Alemanha e Europa comemoram no sábado os 30 anos da queda do Muro de Berlim, um aniversário que coincide com o aumento dos nacionalismos e do sabor de Guerra Fria, sentimentos muito distantes das esperanças nascidas com o final da Cortina de Ferro.
Em um sinal claro dos tempos atuais, a Alemanha prevê um programa político mínimo.
Há dez anos, líderes de todo o mundo, incluindo as quatro forças aliadas da Segunda Guerra Mundial, se reuniram no Portão de Brandemburgo, em Berlim, epicentro de anos da divisão da cidade e do continente, para derrubar um muro falso, erguido para a ocasião.
A mensagem era clara: os muros e divisões são coisas do passado. Há cinco anos, balões luminosos foram lançados ao longo do caminho da antiga muralha para simbolizar o fim das divisões.
Mas agora não haverá grandes comemorações.
O ambiente político na Alemanha é rarefeito e mais polarizado do que nunca devido à ascensão da extrema direita que se opõe à imigração e à chanceler Angela Merkel.
O crescimento dessa tendência política é especialmente visível na antiga Alemanha Oriental comunista, ilustrando uma lacuna política que persiste 30 anos depois entre as duas partes do país.
O chefe de Estado, Frank Walter Steinmeier, fará um discurso no Portão de Brandenburgo, onde também foram agendados concertos. Em outras partes da capital, serão realizadas exposições.
- Preocupados -
"A atmosfera de renovação [sentida há 30 ou 10 anos] não é mais perceptível hoje", explica o Conselheiro para a Cultura da prefeitura de Berlim, Klaus Lederer.
"A cidade quer comemorar o aniversário, mas estamos preocupados", acrescenta o político de esquerda.
"(Presidente americano Donald) Trump, (o brasileiro Jair) Bolsonaro, o Brexit ...", cita ele como motivos dessa preocupação.

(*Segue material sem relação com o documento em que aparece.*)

//! Filesystem Path Utilities.
//!
//! This module provides helper functions for resolving standard XDG (X Desktop Group)
//! base directories and application-specific directories for configuration, data,
//! cache, and state files. It uses the `directories-next` crate.

use crate::error::{ConfigError, CoreError};
use directories_next::{BaseDirs, ProjectDirs};
use std::path::PathBuf;

/// The qualifier for the project, typically a reverse domain name.
const QUALIFIER: &str = "org";
/// The organization name associated with the project.
const ORGANIZATION: &str = "NovaDE";
/// The application name.
const APPLICATION: &str = "NovaDE";

/// Retrieves the XDG configuration base directory.
///
/// This is typically `~/.config` on Linux.
///
/// # Returns
///
/// * `Ok(PathBuf)` containing the path to the config base directory.
/// * `Err(CoreError)` if the directory cannot be determined.
pub fn get_config_base_dir() -> Result<PathBuf, CoreError> {
    BaseDirs::new()
        .map(|dirs| dirs.config_dir().to_path_buf())
        .ok_or_else(|| {
            CoreError::Config(ConfigError::DirectoryUnavailable {
                dir_type: "Config Base".to_string(),
            })
        })
}

/// Retrieves the XDG data base directory.
///
/// This is typically `~/.local/share` on Linux.
///
/// # Returns
///
/// * `Ok(PathBuf)` containing the path to the data base directory.
/// * `Err(CoreError)` if the directory cannot be determined.
pub fn get_data_base_dir() -> Result<PathBuf, CoreError> {
    BaseDirs::new()
        .map(|dirs| dirs.data_dir().to_path_buf())
        .ok_or_else(|| {
            CoreError::Config(ConfigError::DirectoryUnavailable {
                dir_type: "Data Base".to_string(),
            })
        })
}

/// Retrieves the XDG cache base directory.
///
/// This is typically `~/.cache` on Linux.
///
/// # Returns
///
/// * `Ok(PathBuf)` containing the path to the cache base directory.
/// * `Err(CoreError)` if the directory cannot be determined.
pub fn get_cache_base_dir() -> Result<PathBuf, CoreError> {
    BaseDirs::new()
        .map(|dirs| dirs.cache_dir().to_path_buf())
        .ok_or_else(|| {
            CoreError::Config(ConfigError::DirectoryUnavailable {
                dir_type: "Cache Base".to_string(),
            })
        })
}

/// Retrieves the XDG state base directory.
///
/// On Linux, this attempts to use `$XDG_STATE_HOME`, falling back to `~/.local/state`.
/// On other platforms, it uses the equivalent of a local data directory.
///
/// # Returns
///
/// * `Ok(PathBuf)` containing the path to the state base directory.
/// * `Err(CoreError)` if the directory cannot be determined.
pub fn get_state_base_dir() -> Result<PathBuf, CoreError> {
    BaseDirs::new()
        .map(|dirs| {
            #[cfg(target_os = "linux")]
            {
                std::env::var("XDG_STATE_HOME")
                    .map(PathBuf::from)
                    .unwrap_or_else(|_| dirs.home_dir().join(".local/state"))
            }
            #[cfg(not(target_os = "linux"))]
            {
                // As per spec, using data_local_dir for non-Linux state.
                // Note: directories_next::BaseDirs doesn't have a dedicated `state_dir`.
                // `data_local_dir` is often `~/.local/share` on Linux,
                // `~/Library/Application Support` on macOS,
                // `%APPDATA%` (roaming) or `%LOCALAPPDATA%` on Windows.
                // The spec might need refinement here for true cross-platform state,
                // but adhering to current spec.
                dirs.data_local_dir().to_path_buf()
            }
        })
        .ok_or_else(|| {
            CoreError::Config(ConfigError::DirectoryUnavailable {
                dir_type: "State Base".to_string(),
            })
        })
}

/// Retrieves the application-specific configuration directory.
///
/// Path is typically like `~/.config/NovaDE/NovaDE` on Linux.
///
/// # Returns
///
/// * `Ok(PathBuf)` containing the path to the application's config directory.
/// * `Err(CoreError)` if the directory cannot be determined.
pub fn get_app_config_dir() -> Result<PathBuf, CoreError> {
    ProjectDirs::from(QUALIFIER, ORGANIZATION, APPLICATION)
        .map(|dirs| dirs.config_dir().to_path_buf())
        .ok_or_else(|| {
            CoreError::Config(ConfigError::DirectoryUnavailable {
                dir_type: "App Config".to_string(),
            })
        })
}

/// Retrieves the application-specific data directory.
///
/// Path is typically like `~/.local/share/NovaDE/NovaDE` on Linux.
///
/// # Returns
///
/// * `Ok(PathBuf)` containing the path to the application's data directory.
/// * `Err(CoreError)` if the directory cannot be determined.
pub fn get_app_data_dir() -> Result<PathBuf, CoreError> {
    ProjectDirs::from(QUALIFIER, ORGANIZATION, APPLICATION)
        .map(|dirs| dirs.data_dir().to_path_buf())
        .ok_or_else(|| {
            CoreError::Config(ConfigError::DirectoryUnavailable {
                dir_type: "App Data".to_string(),
            })
        })
}

/// Retrieves the application-specific cache directory.
///
/// Path is typically like `~/.cache/NovaDE/NovaDE` on Linux.
///
/// # Returns
///
/// * `Ok(PathBuf)` containing the path to the application's cache directory.
/// * `Err(CoreError)` if the directory cannot be determined.
pub fn get_app_cache_dir() -> Result<PathBuf, CoreError> {
    ProjectDirs::from(QUALIFIER, ORGANIZATION, APPLICATION)
        .map(|dirs| dirs.cache_dir().to_path_buf())
        .ok_or_else(|| {
            CoreError::Config(ConfigError::DirectoryUnavailable {
                dir_type: "App Cache".to_string(),
            })
        })
}

/// Retrieves the application-specific state directory.
///
/// This combines the XDG state base directory with the project's path components.
///
/// # Returns
///
/// * `Ok(PathBuf)` containing the path to the application's state directory.
/// * `Err(CoreError)` if the directory cannot be determined.
pub fn get_app_state_dir() -> Result<PathBuf, CoreError> {
    ProjectDirs::from(QUALIFIER, ORGANIZATION, APPLICATION)
        .and_then(|proj_dirs| {
            get_state_base_dir().ok().map(|base_state| base_state.join(proj_dirs.project_path()))
        })
        .ok_or_else(|| {
            // This error is returned if ProjectDirs::from was None OR if get_state_base_dir().ok() was None (meaning get_state_base_dir() returned Err).
            // Consider a more specific error message or error type if get_state_base_dir() itself fails.
            CoreError::Config(ConfigError::DirectoryUnavailable {
                dir_type: "App State".to_string(), 
            })
        })
}

/// Retrieves the system-wide configuration file path.
///
/// Path is typically `/etc/novade/config.toml`.
/// This can be overridden for testing using the `NOVADE_TEST_SYSTEM_CONFIG_PATH` environment variable.
///
/// # Returns
///
/// * `Ok(PathBuf)` containing the path to the system configuration file.
/// * `Err(ConfigError::DirectoryUnavailable)` if the path cannot be determined (e.g. env var is invalid UTF-8).
pub fn get_system_config_path_with_override() -> Result<PathBuf, ConfigError> {
    match std::env::var("NOVADE_TEST_SYSTEM_CONFIG_PATH") {
        Ok(path_str) => {
            if path_str.is_empty() {
                 // Treat empty string as "use default" or error, this seems like an invalid override.
                 // For now, let's assume an empty path is not intended and fall back or error.
                 // Falling back to default:
                 Ok(PathBuf::from("/etc/novade/config.toml"))
            } else {
                Ok(PathBuf::from(path_str))
            }
        }
        Err(std::env::VarError::NotPresent) => {
            // Environment variable not set, use the default system path
            Ok(PathBuf::from("/etc/novade/config.toml"))
        }
        Err(std::env::VarError::NotUnicode(_)) => {
            // Environment variable was set but contained invalid UTF-8
            Err(ConfigError::DirectoryUnavailable { // Reusing DirectoryUnavailable, consider a new variant if more fitting
                dir_type: "System Config Path (Invalid UTF-8 Env Var)".to_string(),
            })
        }
    }
}
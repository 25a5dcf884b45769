//! Configuration Management for NovaDE Core.
//!
//! This module provides the structures and mechanisms for handling configuration
//! within the NovaDE core library. It defines how configuration is structured,
//! loaded, validated, and accessed.
//!
//! ## Key Components:
//!
//! - **Submodules**:
//!   - [`types`]: Contains the primary configuration struct definitions like [`CoreConfig`]
//!     and [`LoggingConfig`]. These structs define the schema of the configuration.
//!   - [`defaults`]: Provides functions that return default values for various
//!     configuration settings. These are used when a configuration file is missing
//!     or incomplete.
//!   - [`loader`]: Implements the logic for loading configuration data, typically from
//!     a TOML file. The central piece is the [`ConfigLoader`] struct.
//!   - [`provider`]: Defines the [`ConfigProvider`] trait for accessing configuration data
//!     and includes implementations like [`FileConfigProvider`] for file-based configurations.
//!     (Note: `FileConfigProvider`'s loading mechanism might need refactoring after
//!     changes to `ConfigLoader`).
//!
//! - **Core Structs (Re-exported)**:
//!   - [`CoreConfig`]: The root configuration structure for the entire core layer.
//!   - [`LoggingConfig`]: Configuration specific to the logging subsystem.
//!
//! - **Core Functionality (Re-exported)**:
//!   - [`ConfigLoader`]: An empty struct with static methods (e.g., `load()`) to load
//!     and validate the `CoreConfig`.
//!   - [`ConfigProvider`]: A trait for components that provide access to `CoreConfig`.
//!   - [`FileConfigProvider`]: An example implementation of `ConfigProvider`.
//!
//! ## Configuration Loading Process:
//!
//! 1. The `ConfigLoader::load()` method is called.
//! 2. It attempts to find and read a configuration file (e.g., `config.toml`) from
//!    the application-specific configuration directory (determined by `utils::paths`).
//! 3. If the file is not found, a default `CoreConfig` is generated.
//! 4. If the file is found, its content (expected to be TOML) is parsed into `CoreConfig`.
//!    Parsing errors are mapped to [`crate::error::ConfigError::ParseError`].
//! 5. The resulting `CoreConfig` (either loaded or default) undergoes validation
//!    (e.g., normalizing log levels, resolving relative log file paths). Validation
//!    errors are mapped to [`crate::error::ConfigError::ValidationError`].
//!
//! # Examples
//!
//! ```rust,ignore
//! // How to load configuration
//! use novade_core::config::ConfigLoader;
//! use novade_core::error::CoreError;
//!
//! match ConfigLoader::load() {
//!     Ok(config) => {
//!         println!("Loaded log level: {}", config.logging.level);
//!         // Use the config...
//!     }
//!     Err(e) => {
//!         eprintln!("Failed to load configuration: {}", e);
//!         // Handle error, perhaps by falling back to minimal defaults or exiting.
//!         // For instance, initialize minimal logging:
//!         novade_core::logging::init_minimal_logging();
//!         tracing::error!("Configuration error: {}", e);
//!     }
//! }
//! ```

pub mod defaults;
pub mod types; 
pub mod loader; // Renamed from file_loader
pub mod provider; // Added for ConfigProvider

// use std::path::Path; // No longer needed here
// use crate::error::ConfigError; // No longer needed here, used internally by loader/provider

// Re-export new config types and loader/provider
pub use types::{CoreConfig, LoggingConfig};
pub use loader::ConfigLoader; // New ConfigLoader struct
pub use provider::{ConfigProvider, FileConfigProvider}; // Moved ConfigProvider trait and FileConfigProvider struct


// The ConfigLoader trait definition is removed from here.
// The ConfigProvider trait definition is removed from here (moved to provider.rs).


#[cfg(test)]
mod tests {
    use super::*; // Imports CoreConfig, LoggingConfig from the re-export above
    use crate::config::defaults as config_defaults; // For direct comparison if needed
    use std::path::PathBuf; // For testing Option<PathBuf>

    #[test]
    fn test_new_core_config_default() {
        let config = CoreConfig::default();
        // Check that logging config within core_config matches the default LoggingConfig
        let default_log_config = LoggingConfig::default();
        assert_eq!(config.logging.level, default_log_config.level);
        assert_eq!(config.logging.file_path, default_log_config.file_path);
        assert_eq!(config.logging.format, default_log_config.format);
    }
    
    #[test]
    fn test_new_logging_config_default() {
        let config = LoggingConfig::default();
        assert_eq!(config.level, config_defaults::default_log_level_spec());
        assert_eq!(config.file_path, config_defaults::default_log_file_path_spec());
        assert_eq!(config.format, config_defaults::default_log_format_spec());
    }

    // Example of a serde deserialization test for the new CoreConfig
    #[test]
    fn test_core_config_deserialize_minimal() {
        let json_data = r#"{
            "logging": {
                "level": "debug"
            }
        }"#;
        let config: CoreConfig = serde_json::from_str(json_data).expect("Failed to deserialize CoreConfig");
        
        assert_eq!(config.logging.level, "debug");
        // file_path and format should take their defaults from LoggingConfig's defaults
        assert_eq!(config.logging.file_path, config_defaults::default_log_file_path_spec());
        assert_eq!(config.logging.format, config_defaults::default_log_format_spec());
    }

    #[test]
    fn test_core_config_deserialize_full_logging() {
         let json_data = r#"{
            "logging": {
                "level": "trace",
                "file_path": "/var/log/app.log",
                "format": "json"
            }
        }"#;
        let config: CoreConfig = serde_json::from_str(json_data).expect("Failed to deserialize CoreConfig");
        
        assert_eq!(config.logging.level, "trace");
        assert_eq!(config.logging.file_path, Some(PathBuf::from("/var/log/app.log")));
        assert_eq!(config.logging.format, "json");
    }
    
    // Tests for ApplicationConfig and SystemConfig defaults are removed
    // as these structs are no longer part of CoreConfig directly.
}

O presidente alemão será acompanhado na ocasião por seus colegas poloneses, tchecos, eslovacos e húngaros para enfatizar "a contribuição dos Estados da Europa Central para a revolução pacífica", afirma ainda.
A queda da Cortina de Ferro, que dividiu a Europa do pós-guerra, previa um tempo de distensão e unidade, desarmamento e extensão do modelo democrático liberal, mas a direção do vento parece ter mudado e a perspectiva atual é muito mais sombria.
- Nova Guerra Fria -
As fronteiras voltaram. A União Europeia acusa países que saíram do comunismo há 30 anos, como Hungria ou Polônia, de agora questionar o estado de direito, numa época em que a tentação nacionalista ganha força nos discursos.
No nível geopolítico, "a Guerra Fria voltou, mas desta vez com"uma diferença", alertou no ano passado o Secretário-Geral da ONU, Antonio Guterres. "Porque os mecanismos e garantias que anteriormente permitiam controlar os riscos de escalada parecem não existir mais", afirmou.
Por exemplo, os Estados Unidos deixaram o tratado de desarmamento INF assinado com a ex-União Soviética em 1987 e acusa Moscou de violá-lo, o que abre caminho para uma nova corrida armamentista contra a Rússia.
Por sua vez, Moscou coloca suas fichas em todos os lugares de onde Washington se retira, como o Oriente Médio, mas especialmente a China.
"O futuro chegou e nada mais é que uma nova Guerra Fria [principalmente entre os Estados Unidos e a China]", resume o analista e jornalista americano Robert D. Kaplan na revista Foreign Policy, na qual prevê décadas de rivalidade entre os dois países.
O último presidente soviético, Mikhail Gorbachev, ainda popular na Alemanha por não se opor à queda do Muro, não está otimista 30 anos depois.
"A política mundial cai em uma ladeira extremamente perigosa ... Os atuais movimentos militares se assemelham a uma guerra real", alerta ele em seu último livro, uma espécie de testamento político.